The extension would prolong the emergency designation by 90 days. Several payment policies and regulatory adjustments are attached to the public health emergency, so the extension is welcome news for healthcare providers.
HHS "expects to renew the Public Health Emergency due to COVID-19 before it expires. We have already renewed this PHE once," Caputo said.
Provider groups including the American Hospital Association have urged HHS to renew the distinction.
Some notable policies attached to the public health emergency are the Medicare inpatient 20% add-on payment for COVID-19 patients, increased federal Medicaid matching rates, requirements that insurers cover COVID-19 testing without cost-sharing, and waivers of telehealth restrictions.
Adjustments CMS made to the Medicare Shared Savings Program for accountable care organizations are also connected to the length of the public health emergency. The number of months the emergency lasts affects the amount of shared losses an ACO must pay back to CMS.
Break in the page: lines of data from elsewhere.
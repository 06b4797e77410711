//! Completing pull request options from CI environment variables.
//!
//! Each CI provider implements [`EnvironmentCompletion`]; adding a provider
//! means adding a [`CiProvider`] variant and its implementation, without
//! touching option resolution or the resolver.

mod circleci;

use std::collections::HashMap;

use crate::error::Result;
use clap::ValueEnum;
use serde::{Deserialize, Serialize};

pub use circleci::CircleCi;

/// Options a CI environment can supply. Set fields override the CLI.
#[derive(Debug, Clone, Default, PartialEq, Eq)]
pub struct PartialOptions {
    pub github: Option<String>,
    pub repo: Option<String>,
    pub pr: Option<u64>,
    pub after: Option<String>,
    pub until: Option<String>,
}

/// A source of pull request options in a CI provider's environment.
pub trait EnvironmentCompletion {
    /// Read whatever options `vars` provide. Returns empty options when the
    /// build is not for a pull request.
    fn complete_from_environment(&self, vars: &HashMap<String, String>) -> Result<PartialOptions>;
}

/// CI providers selectable with `--from-env`.
#[derive(Debug, Clone, Copy, PartialEq, Eq, Serialize, Deserialize, ValueEnum)]
#[serde(rename_all = "snake_case")]
pub enum CiProvider {
    #[value(name = "circleci")]
    #[serde(rename = "circleci")]
    CircleCi,
}

impl CiProvider {
    pub fn completion(self) -> Box<dyn EnvironmentCompletion> {
        match self {
            CiProvider::CircleCi => Box::new(CircleCi),
        }
    }
}

/// Snapshot of the process environment.
pub fn process_environment() -> HashMap<String, String> {
    std::env::vars().collect()
}
//! Helper functions for diff parsing.

/// Ranges from a hunk header line.
#[derive(Debug, Clone, Copy, PartialEq, Eq)]
pub(super) struct HunkHeader {
    pub old_start: usize,
    pub old_len: usize,
    pub new_start: usize,
    pub new_len: usize,
}

/// Parse the file path from a "diff --git" line.
///
/// Handles various formats:
/// - "a/path/to/file b/path/to/file" (normal)
/// - "a/path/to/file b/path/to/renamed" (rename)
/// - "a/path b/path" (short paths)
/// - "\"a/tab\\there\" \"b/tab\\there\"" (C-quoted, either side independently)
///
/// Returns the "b/" path (new file path), or None if parsing fails.
pub(super) fn parse_diff_git_line(rest: &str) -> Option<String> {
    if rest.starts_with('"') {
        let (_, after_a) = unquote_c_style(rest)?;
        return parse_prefixed_path(after_a.strip_prefix(' ')?, "b/");
    }
    if rest.ends_with('"') {
        let b_pos = rest.rfind(" \"b/")?;
        return parse_prefixed_path(&rest[b_pos + 1..], "b/");
    }

    // Paths can contain spaces, so split on the last " b/".
    if let Some(b_pos) = rest.rfind(" b/") {
        let b_path = &rest[b_pos + 3..];
        if !b_path.is_empty() {
            return Some(normalize_path(b_path));
        }
    }

    let parts: Vec<&str> = rest.split_whitespace().collect();
    if parts.len() >= 2 {
        let b_part = parts[parts.len() - 1];
        if let Some(path) = b_part.strip_prefix("b/") {
            return Some(normalize_path(path));
        }
    }

    None
}

/// Parse the new path from the text after "+++ ".
///
/// Returns None for "/dev/null" and anything without the "b/" prefix.
/// Git appends a TAB to names containing a space; it is not part of the
/// path.
pub(super) fn parse_new_file_line(rest: &str) -> Option<String> {
    if rest.starts_with('"') {
        let (name, _) = unquote_c_style(rest)?;
        return name.strip_prefix("b/").map(normalize_path);
    }
    let rest = rest.strip_suffix('\t').unwrap_or(rest);
    parse_prefixed_path(rest, "b/")
}

/// Strip `prefix` from a plain or C-quoted path.
fn parse_prefixed_path(text: &str, prefix: &str) -> Option<String> {
    let name = if text.starts_with('"') {
        let (name, trailing) = unquote_c_style(text)?;
        if !trailing.is_empty() {
            return None;
        }
        name
    } else {
        text.to_string()
    };
    let path = name.strip_prefix(prefix)?;
    if path.is_empty() {
        return None;
    }
    Some(normalize_path(path))
}

/// Decode a leading C-quoted string as git writes quoted paths.
///
/// Returns the decoded string and whatever follows the closing quote.
/// Octal escapes are raw bytes, so multi-byte UTF-8 names round-trip.
pub(super) fn unquote_c_style(text: &str) -> Option<(String, &str)> {
    let body = text.strip_prefix('"')?;
    let bytes = body.as_bytes();
    let mut decoded = Vec::with_capacity(bytes.len());
    let mut i = 0;

    while i < bytes.len() {
        match bytes[i] {
            b'"' => {
                let name = String::from_utf8_lossy(&decoded).into_owned();
                return Some((name, &body[i + 1..]));
            }
            b'\\' => {
                let escape = *bytes.get(i + 1)?;
                i += 2;
                let byte = match escape {
                    b'a' => 0x07,
                    b'b' => 0x08,
                    b't' => b'\t',
                    b'n' => b'\n',
                    b'v' => 0x0b,
                    b'f' => 0x0c,
                    b'r' => b'\r',
                    b'"' => b'"',
                    b'\\' => b'\\',
                    b'0'..=b'3' => {
                        let digits = bytes.get(i - 1..i + 2)?;
                        let mut value = 0u8;
                        for digit in digits {
                            if !(b'0'..=b'7').contains(digit) {
                                return None;
                            }
                            value = value * 8 + (digit - b'0');
                        }
                        i += 2;
                        value
                    }
                    _ => return None,
                };
                decoded.push(byte);
            }
            byte => {
                decoded.push(byte);
                i += 1;
            }
        }
    }

    None
}

/// Parse a hunk header line.
///
/// Format: "@@ -old_start,old_len +new_start,new_len @@" or "@@ -old_start +new_start @@"
/// Also handles: "@@ -old_start,old_len +new_start,new_len @@ context info"
///
/// Omitted lengths default to 1, as in git's output.
pub(super) fn parse_hunk_header(line: &str) -> Option<HunkHeader> {
    let line = line.strip_prefix("@@ ")?;

    let end_marker = line.find(" @@")?;
    let range_part = &line[..end_marker];

    let parts: Vec<&str> = range_part.split_whitespace().collect();
    if parts.len() != 2 {
        return None;
    }

    let (old_start, old_len) = parse_range(parts[0].strip_prefix('-')?)?;
    let (new_start, new_len) = parse_range(parts[1].strip_prefix('+')?)?;

    Some(HunkHeader {
        old_start,
        old_len,
        new_start,
        new_len,
    })
}

/// Parse "start" or "start,len" into (start, len).
fn parse_range(range: &str) -> Option<(usize, usize)> {
    match range.split_once(',') {
        Some((start, len)) => Some((start.parse().ok()?, len.parse().ok()?)),
        None => Some((range.parse().ok()?, 1)),
    }
}

/// Normalize a file path to use forward slashes.
///
/// Comment requests name files with forward slashes regardless of the
/// platform the diff was generated on.
pub(super) fn normalize_path(path: &str) -> String {
    path.replace('\\', "/")
}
Even if HHS maintains the public health emergency, some changes the Trump administration has made to help healthcare providers also depend on a separate Stafford Act national emergency declaration staying active. These changes include CMS Medicaid waivers that allow bypassing some prior authorization requirements, temporarily enrolling out-of-state providers, delivering care in alternative settings, and pausing fair hearing requests and appeal times.